In 2004, a security officer at Nortel, a leading maker of telecommunications equipment, noticed something peculiar on the group’s computer network. One of Nortel’s senior executives appeared to be downloading a large series of sensitive documents about the company’s technology and strategy. The executive claimed to know nothing about the downloads, so the company’s IT-security staff started to investigate. They eventually followed the intrusion in Nortel’s networks all the way back to Internet servers in China.

Over the next few years, Nortel continued to notice signals that hackers were still present in its system. Brian Shields, a longtime Nortel executive who led the company’s internal investigation, concluded that the passwords of seven senior company officials, including the chief executive, had been stolen. Every so often, one of the company’s computers
would send a large packet of electronic data that would end up at one of the Internet addresses in China. The hacking had probably started as far back as 2000, Nortel concluded. “They had plenty of time
to get pretty much anything they wanted,” says Shields. “This is not the kind of thing that ordinary hackers can do. It has to be something organized by a state.”
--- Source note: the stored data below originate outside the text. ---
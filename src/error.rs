use std::path::PathBuf;

use thiserror::Error;

/// Failure kinds specific to the mix pipeline.
///
/// I/O failures are not represented here; they propagate unchanged as
/// `anyhow` errors from the reader/writer layer.
#[derive(Debug, Error)]
pub enum MixError {
    /// An input header exposes fewer than the two required role columns.
    #[error("input {path:?} must have at least 2 columns, found {found}")]
    Schema { path: PathBuf, found: usize },
    /// A weight cell is not a number, with or without a trailing '%'.
    #[error("invalid weight '{raw}'")]
    Parse { raw: String },
    /// Mutually exclusive output options were combined, or the format
    /// template is not understood.
    #[error("{0}")]
    Config(String),
}
fn main() {
    if let Err(err) = csv_mix::run() {
        eprintln!("error: {err:#}");
        std::process::exit(1);
    }
}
Nortel is already an also-ran of the fast-moving IT industry. One of the pioneers in making the electronic switches that power mobile-phone networks, the Canadian company filed for bankruptcy in 2009 and has since been sold off in different pieces. The company could never definitively prove that China was behind the hacking of its system, and Beijing has denied it. It is also not clear whether there was any link between the hacking and the company’s deteriorating results. But the accusations that Shields has aired have become part of a familiar refrain in recent years, as American companies and politicians have started to accuse China of a staggering campaign of stealing trade secrets. The most detailed case has been compiled by Mandiant, a U.S. Internet-security company, which claims to have traced hacking attacks on 141 companies in the U.S. and fifteen other countries to one particular Chinese military unit based in Shanghai. According to the Mandiant report, a well-known group of hackers named APT1 is actually part of a PLA group called Unit 61398. By tracing a large volume of hacking activity back to telecom networks near the unit’s base in a twelve-story building in central Shanghai, Mandiant concluded that the PLA had to be involved. Amid the increasing volume of evidence linking China to hacking, senior U.S. politicians and officials have taken to denouncing Beijing. In Congress, there is a strong move to try and find some sort of payback, to punish the companies that are benefiting from cybertheft.
“What has been happening over the course of the last five years is that China—let’s call it for what it is—has been hacking its way into every corporation it can find listed in Dun & Bradstreet,” says Richard Clarke, former White House counterterrorism officer under Bill Clinton and George W. Bush. “Every corporation in the U.S., every corporation in Asia, every corporation in Germany. And using a vacuum cleaner to suck data out in terabytes and petabytes.”